:: Extracted data ::
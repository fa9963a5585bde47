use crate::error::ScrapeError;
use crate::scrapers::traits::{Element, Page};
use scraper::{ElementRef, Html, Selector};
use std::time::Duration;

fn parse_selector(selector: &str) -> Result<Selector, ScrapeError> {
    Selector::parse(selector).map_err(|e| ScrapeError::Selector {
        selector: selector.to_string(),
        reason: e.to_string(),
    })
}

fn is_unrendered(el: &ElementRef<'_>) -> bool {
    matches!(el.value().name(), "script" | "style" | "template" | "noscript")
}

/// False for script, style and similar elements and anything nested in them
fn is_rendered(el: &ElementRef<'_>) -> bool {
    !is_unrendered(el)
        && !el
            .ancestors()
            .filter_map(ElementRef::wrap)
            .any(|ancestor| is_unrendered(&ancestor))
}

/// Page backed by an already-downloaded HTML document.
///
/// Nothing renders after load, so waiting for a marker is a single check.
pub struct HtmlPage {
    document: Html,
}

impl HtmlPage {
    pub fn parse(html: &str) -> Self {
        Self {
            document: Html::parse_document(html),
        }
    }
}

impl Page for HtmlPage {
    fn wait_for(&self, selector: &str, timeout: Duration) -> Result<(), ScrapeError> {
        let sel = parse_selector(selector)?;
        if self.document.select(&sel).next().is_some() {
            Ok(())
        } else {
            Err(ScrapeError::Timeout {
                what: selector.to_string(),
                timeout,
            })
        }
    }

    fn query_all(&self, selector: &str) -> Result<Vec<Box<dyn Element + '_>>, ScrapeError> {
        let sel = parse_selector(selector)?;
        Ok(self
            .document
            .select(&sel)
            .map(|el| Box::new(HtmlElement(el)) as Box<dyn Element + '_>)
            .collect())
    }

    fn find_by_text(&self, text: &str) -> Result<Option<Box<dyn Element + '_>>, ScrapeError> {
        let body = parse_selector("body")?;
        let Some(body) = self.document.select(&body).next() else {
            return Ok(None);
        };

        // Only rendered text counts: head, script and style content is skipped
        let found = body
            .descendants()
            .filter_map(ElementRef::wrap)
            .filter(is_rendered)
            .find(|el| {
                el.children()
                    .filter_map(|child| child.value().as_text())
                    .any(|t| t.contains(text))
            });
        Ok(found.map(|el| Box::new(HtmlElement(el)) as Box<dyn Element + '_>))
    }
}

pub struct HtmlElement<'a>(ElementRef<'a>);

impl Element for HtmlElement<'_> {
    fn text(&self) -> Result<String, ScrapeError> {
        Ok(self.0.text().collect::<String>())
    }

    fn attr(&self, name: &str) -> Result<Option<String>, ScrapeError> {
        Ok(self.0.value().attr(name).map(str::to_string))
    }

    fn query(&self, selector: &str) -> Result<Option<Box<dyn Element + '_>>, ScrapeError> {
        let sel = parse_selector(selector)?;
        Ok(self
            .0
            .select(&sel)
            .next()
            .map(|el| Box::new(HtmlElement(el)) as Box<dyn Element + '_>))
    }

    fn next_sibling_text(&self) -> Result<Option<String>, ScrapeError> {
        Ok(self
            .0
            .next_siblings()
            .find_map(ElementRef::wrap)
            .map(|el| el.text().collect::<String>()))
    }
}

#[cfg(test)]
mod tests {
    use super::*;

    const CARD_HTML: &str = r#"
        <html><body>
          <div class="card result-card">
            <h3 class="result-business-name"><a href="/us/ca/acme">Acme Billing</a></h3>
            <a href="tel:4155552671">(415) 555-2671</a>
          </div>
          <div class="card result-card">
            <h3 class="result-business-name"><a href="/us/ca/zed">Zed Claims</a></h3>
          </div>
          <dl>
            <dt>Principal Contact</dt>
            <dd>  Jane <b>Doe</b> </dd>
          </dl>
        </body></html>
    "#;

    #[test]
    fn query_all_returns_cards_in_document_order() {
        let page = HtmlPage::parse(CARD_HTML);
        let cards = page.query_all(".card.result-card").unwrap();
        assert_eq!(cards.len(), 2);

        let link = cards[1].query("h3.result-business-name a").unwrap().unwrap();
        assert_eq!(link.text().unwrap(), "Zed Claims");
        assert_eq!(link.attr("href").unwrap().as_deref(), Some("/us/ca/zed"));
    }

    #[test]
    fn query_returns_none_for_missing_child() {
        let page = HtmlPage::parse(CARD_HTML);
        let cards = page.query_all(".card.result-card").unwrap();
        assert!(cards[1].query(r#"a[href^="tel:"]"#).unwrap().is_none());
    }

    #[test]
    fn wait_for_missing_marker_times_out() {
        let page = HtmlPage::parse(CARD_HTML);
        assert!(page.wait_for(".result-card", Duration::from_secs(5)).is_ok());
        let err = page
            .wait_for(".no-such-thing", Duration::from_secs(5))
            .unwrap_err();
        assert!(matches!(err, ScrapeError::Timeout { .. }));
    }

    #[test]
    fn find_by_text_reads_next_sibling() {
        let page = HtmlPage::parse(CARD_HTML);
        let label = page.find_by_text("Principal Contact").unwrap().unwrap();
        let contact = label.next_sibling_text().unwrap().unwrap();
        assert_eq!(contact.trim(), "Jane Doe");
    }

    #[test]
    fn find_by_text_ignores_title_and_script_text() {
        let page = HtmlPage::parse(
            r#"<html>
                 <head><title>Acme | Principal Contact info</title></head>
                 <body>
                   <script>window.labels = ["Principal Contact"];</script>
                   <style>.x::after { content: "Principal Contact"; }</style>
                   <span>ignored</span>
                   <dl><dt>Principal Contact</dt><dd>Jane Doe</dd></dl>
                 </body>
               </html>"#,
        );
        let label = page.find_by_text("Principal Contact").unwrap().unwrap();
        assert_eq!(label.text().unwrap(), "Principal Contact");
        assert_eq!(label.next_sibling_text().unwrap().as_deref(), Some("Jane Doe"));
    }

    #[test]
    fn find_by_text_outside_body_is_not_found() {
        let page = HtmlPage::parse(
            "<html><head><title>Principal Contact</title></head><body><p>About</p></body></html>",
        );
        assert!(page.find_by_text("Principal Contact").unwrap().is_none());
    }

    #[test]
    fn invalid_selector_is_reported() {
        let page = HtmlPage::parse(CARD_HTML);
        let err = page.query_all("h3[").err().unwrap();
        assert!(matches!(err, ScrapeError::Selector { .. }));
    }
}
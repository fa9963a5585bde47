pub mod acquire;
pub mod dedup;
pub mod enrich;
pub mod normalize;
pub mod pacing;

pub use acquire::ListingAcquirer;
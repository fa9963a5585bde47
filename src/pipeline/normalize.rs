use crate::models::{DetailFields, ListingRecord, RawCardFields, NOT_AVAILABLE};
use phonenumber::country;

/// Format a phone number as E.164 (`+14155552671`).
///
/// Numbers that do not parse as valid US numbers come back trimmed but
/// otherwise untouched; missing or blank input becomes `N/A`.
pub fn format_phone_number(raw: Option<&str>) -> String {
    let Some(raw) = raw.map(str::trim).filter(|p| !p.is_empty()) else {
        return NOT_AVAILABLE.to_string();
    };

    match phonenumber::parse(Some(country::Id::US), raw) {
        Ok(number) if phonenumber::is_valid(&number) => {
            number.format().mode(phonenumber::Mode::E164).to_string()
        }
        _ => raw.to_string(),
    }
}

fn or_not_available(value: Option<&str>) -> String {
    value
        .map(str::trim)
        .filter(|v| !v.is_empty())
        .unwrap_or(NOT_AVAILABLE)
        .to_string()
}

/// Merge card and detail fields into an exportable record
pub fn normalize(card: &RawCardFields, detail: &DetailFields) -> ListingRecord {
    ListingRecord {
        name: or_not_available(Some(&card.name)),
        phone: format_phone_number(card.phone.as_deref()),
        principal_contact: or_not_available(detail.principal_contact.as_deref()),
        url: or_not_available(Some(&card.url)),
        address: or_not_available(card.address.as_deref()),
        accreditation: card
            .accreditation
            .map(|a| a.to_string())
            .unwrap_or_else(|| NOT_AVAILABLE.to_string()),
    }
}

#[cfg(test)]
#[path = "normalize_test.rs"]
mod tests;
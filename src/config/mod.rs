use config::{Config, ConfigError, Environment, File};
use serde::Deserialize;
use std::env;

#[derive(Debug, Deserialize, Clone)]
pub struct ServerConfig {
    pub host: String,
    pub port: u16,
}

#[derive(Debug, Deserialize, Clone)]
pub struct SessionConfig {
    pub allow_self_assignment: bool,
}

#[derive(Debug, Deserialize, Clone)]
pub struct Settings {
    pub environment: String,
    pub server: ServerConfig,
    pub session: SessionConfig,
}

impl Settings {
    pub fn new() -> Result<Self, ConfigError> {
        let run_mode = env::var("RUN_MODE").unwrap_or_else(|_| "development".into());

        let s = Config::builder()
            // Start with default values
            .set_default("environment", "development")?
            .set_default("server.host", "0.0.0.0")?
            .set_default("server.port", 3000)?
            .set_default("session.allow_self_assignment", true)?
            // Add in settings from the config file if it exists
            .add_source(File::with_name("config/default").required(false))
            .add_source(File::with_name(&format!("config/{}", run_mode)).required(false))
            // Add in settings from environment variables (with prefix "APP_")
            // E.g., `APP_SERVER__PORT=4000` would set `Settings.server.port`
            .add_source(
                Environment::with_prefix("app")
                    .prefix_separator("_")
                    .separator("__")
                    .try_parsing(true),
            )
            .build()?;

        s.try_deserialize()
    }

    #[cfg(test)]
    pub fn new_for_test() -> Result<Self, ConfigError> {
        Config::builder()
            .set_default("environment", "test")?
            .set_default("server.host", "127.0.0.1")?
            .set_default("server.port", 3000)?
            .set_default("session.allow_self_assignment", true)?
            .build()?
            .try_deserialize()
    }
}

:: How to complete this task ::
Starting at the line that has "fn find_by_text(&self, text: &str)" and ending at the line that has "fn attr(&self, name: &str)", please write out the lines above exactly, leaving out all others.

:: Response box ::
    fn find_by_text(&self, text: &str) -> Result<Option<Box<dyn Element + '_>>, ScrapeError> {
        let body = parse_selector("body")?;
        let Some(body) = self.document.select(&body).next() else {
            return Ok(None);
        };

        // Only rendered text counts: head, script and style content is skipped
        let found = body
            .descendants()
            .filter_map(ElementRef::wrap)
            .filter(is_rendered)
            .find(|el| {
                el.children()
                    .filter_map(|child| child.value().as_text())
                    .any(|t| t.contains(text))
            });
        Ok(found.map(|el| Box::new(HtmlElement(el)) as Box<dyn Element + '_>))
    }
}

pub struct HtmlElement<'a>(ElementRef<'a>);

impl Element for HtmlElement<'_> {
    fn text(&self) -> Result<String, ScrapeError> {
        Ok(self.0.text().collect::<String>())
    }

    fn attr(&self, name: &str) -> Result<Option<String>, ScrapeError> {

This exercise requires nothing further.